OK, if you don't call W-CDMA or TD-SCDMA CDMA. I think of anything CDMA as CDMA. I'm relatively indifferent to the variety as they are all QCOM intellectual property.

The air interface is either CDMA, or OFDM, or TDMA, [aka GSM in one variety] or analogue, or pulsed monocycle.

In about 1998 I started panicking about OFDM when discovering that new thing [to me] being tinkered with at Auckland University. Andrew Viterbi was non-committal when asked about QUALCOMM's position in OFDM at the AGM, [after the meeting]. Then he shot through and joined Flarion, which to me was code red full scale alert panic abandon ship.

After some review and investigation and Sier pondering, with Clark Hare and others weighing in with some expertise, we ended up about where we are now, with OFDM not being a spectacular threat, but a serious one in the long run.

Flarion was making me nervous, continuing to successfully develop OFDM technology. Then QUALCOMM popped the question with nearly $1bn as dowry [every year's a leap year when corporate marriages are concerned]. Hey presto, OFDM ceased to be a major threat, wimax notwithstanding. Somehow I can't take wimax seriously as a threat. We never hear much about royalties to be paid in wimax, or who owns what.

I also wondered whether such a thing as minuscule pulses could be used as a digital signal rather than varying full waves in frequency or amplitude or with little bits sent in time slots.
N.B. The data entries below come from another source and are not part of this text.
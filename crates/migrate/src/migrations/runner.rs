//! Migration Runner - Applies pending migrations in key order
//!
//! Ties together the catalog (what exists), the store (what is applied) and
//! the executor (how a single step runs). Units are processed strictly one
//! after another; the first failure aborts the run and leaves everything
//! committed before it in place.

use super::catalog::MigrationCatalog;
use super::definitions::{is_empty_script, MigrationRunResult, MigrationStatus};
use super::executor::{Bookkeeping, TransactionalExecutor};
use super::store::MigrationStore;
use crate::config::MigrateConfig;
use crate::database::Database;
use crate::error::MigrateResult;

/// Migration runner that executes migrations against a database
pub struct MigrationRunner {
    catalog: MigrationCatalog,
    store: MigrationStore,
    executor: TransactionalExecutor,
    db: Database,
}

impl MigrationRunner {
    /// Create a new migration runner
    pub fn new(catalog: MigrationCatalog, store: MigrationStore, db: Database) -> Self {
        let executor = TransactionalExecutor::new(db.clone(), store.clone());
        Self {
            catalog,
            store,
            executor,
            db,
        }
    }

    /// Connect to the configured database and build a runner around it
    pub async fn from_config(config: &MigrateConfig) -> MigrateResult<Self> {
        let db = Database::connect(&config.database()?).await?;
        Ok(Self::new(
            MigrationCatalog::new(&config.migrations_dir),
            MigrationStore::new(&config.migrations_table),
            db,
        ))
    }

    pub fn catalog(&self) -> &MigrationCatalog {
        &self.catalog
    }

    pub fn store(&self) -> &MigrationStore {
        &self.store
    }

    pub fn executor(&self) -> &TransactionalExecutor {
        &self.executor
    }

    /// Get the database handle
    pub fn database(&self) -> &Database {
        &self.db
    }

    /// Apply every pending migration in ascending key order
    ///
    /// A pending unit whose up script is empty is skipped without being
    /// recorded, so it stays pending on every later run.
    pub async fn migrate(&self) -> MigrateResult<MigrationRunResult> {
        self.store.ensure_schema(&self.db).await?;

        let units = self.catalog.list()?;
        let applied_keys = self.store.list_applied_keys(&self.db).await?;

        let mut result = MigrationRunResult::default();
        for unit in units {
            if applied_keys.contains(&unit.key) {
                result.already_applied += 1;
                continue;
            }

            if is_empty_script(&unit.up_script) {
                tracing::warn!(
                    "Skipping migration {}-{}: up script is empty",
                    unit.key,
                    unit.name
                );
                result.skipped_empty.push(unit.key);
                continue;
            }

            self.executor
                .run(
                    &unit.up_script,
                    Bookkeeping::Record {
                        key: unit.key,
                        name: unit.name.clone(),
                    },
                    &unit.name,
                )
                .await?;
            result.applied.push(unit.key);
        }

        tracing::debug!(
            "Migrate finished: {} applied, {} skipped, {} already applied",
            result.applied.len(),
            result.skipped_empty.len(),
            result.already_applied
        );

        Ok(result)
    }

    /// Every catalog unit with its applied flag, followed by applied records
    /// whose unit is missing from the catalog
    pub async fn status(&self) -> MigrateResult<Vec<MigrationStatus>> {
        self.store.ensure_schema(&self.db).await?;

        let units = self.catalog.list()?;
        let applied = self.store.list_applied(&self.db).await?;

        let mut statuses: Vec<MigrationStatus> = units
            .iter()
            .map(|unit| MigrationStatus {
                key: unit.key,
                name: unit.name.clone(),
                applied: applied.iter().any(|record| record.key == unit.key),
                missing: false,
            })
            .collect();

        statuses.extend(
            applied
                .into_iter()
                .filter(|record| !units.iter().any(|unit| unit.key == record.key))
                .map(|record| MigrationStatus {
                    key: record.key,
                    name: record.name,
                    applied: true,
                    missing: true,
                }),
        );

        Ok(statuses)
    }
}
My brother reckoned it was a dopey idea and couldn't work [but he thought that about CDMA too]. Nevertheless I remained on alert and sure enough, in a year or three just that technology came over the horizon in the form of Time Domain.

It's called UWB [ultrawideband] [unless I've confused that with something else] and is intended as a short range signal for various functions rather than a long range system.

That remains a threat to QUALCOMM because I don't see why after some time has passed that all spectrum couldn't be handled like that, and at long range if it's the best way to move bits in huge numbers with high efficiency and low cost.

I don't understand it enough to have any idea whether such a method is a good one to replace wide area wireless networks.

What do you think? And anyone who has any idea.